Pull each line containing "static" out of the data and copy it.

== DATA LISTING ==

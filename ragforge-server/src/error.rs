//! Maps the shared [`RagError`] taxonomy (§7) onto HTTP status codes.
//!
//! The orchestrators don't tag which stage produced a fatal error, so
//! the mapping below is keyed on the error *variant* rather than on
//! "search failed" vs. "answer failed" directly — a `ProviderUnavailable`
//! raised by the embedder during search and one raised by the gateway
//! during answer generation get the same status here. This is a
//! deliberate simplification over the per-stage 502/503 split in §4.12's
//! failure surfaces; the `stages` map in the response body still
//! pinpoints which stage actually failed.

use axum::http::StatusCode;
use axum::response::{IntoResponse, Response};
use axum::Json;
use ragforge_core::RagError;
use serde::Serialize;

#[derive(Debug, Serialize)]
struct ErrorBody {
    error: &'static str,
    message: String,
}

/// Newtype wrapper so we can implement `IntoResponse` for the shared
/// error enum without violating the orphan rule.
pub struct ApiError(pub RagError);

impl From<RagError> for ApiError {
    fn from(err: RagError) -> Self {
        Self(err)
    }
}

fn status_and_tag(err: &RagError) -> (StatusCode, &'static str) {
    match err {
        RagError::InvalidRequest { .. } => (StatusCode::BAD_REQUEST, "invalid_request"),
        RagError::InvalidFilter { .. } => (StatusCode::BAD_REQUEST, "invalid_filter"),
        RagError::ModelUnknown { .. } => (StatusCode::BAD_REQUEST, "model_unknown"),
        RagError::CollectionNotFound { .. } => (StatusCode::NOT_FOUND, "collection_not_found"),
        RagError::CollectionExists { .. } => (StatusCode::CONFLICT, "collection_exists"),
        RagError::DimensionMismatch { .. } => (StatusCode::UNPROCESSABLE_ENTITY, "dimension_mismatch"),
        RagError::EmptyDocument { .. } => (StatusCode::UNPROCESSABLE_ENTITY, "empty_document"),
        RagError::ChunkingFailed { .. } => (StatusCode::UNPROCESSABLE_ENTITY, "chunking_failed"),
        RagError::RateLimited { .. } => (StatusCode::TOO_MANY_REQUESTS, "rate_limited"),
        RagError::GatewayBusy => (StatusCode::SERVICE_UNAVAILABLE, "gateway_busy"),
        RagError::ProviderUnavailable { .. } => (StatusCode::SERVICE_UNAVAILABLE, "provider_unavailable"),
        RagError::StoreUnavailable { .. } => (StatusCode::SERVICE_UNAVAILABLE, "store_unavailable"),
        RagError::UpstreamTimeout { .. } => (StatusCode::GATEWAY_TIMEOUT, "upstream_timeout"),
        RagError::InvalidResponse { .. } => (StatusCode::BAD_GATEWAY, "invalid_response"),
        RagError::RequestCancelled { .. } => (StatusCode::REQUEST_TIMEOUT, "request_cancelled"),
        RagError::Internal { .. } => (StatusCode::INTERNAL_SERVER_ERROR, "internal"),
    }
}

impl IntoResponse for ApiError {
    fn into_response(self) -> Response {
        let (status, tag) = status_and_tag(&self.0);
        let body = ErrorBody { error: tag, message: self.0.to_string() };
        (status, Json(body)).into_response()
    }
}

===

-- WRITTEN SOLUTION --
    error: &'static str,
fn status_and_tag(err: &RagError) -> (StatusCode, &'static str) {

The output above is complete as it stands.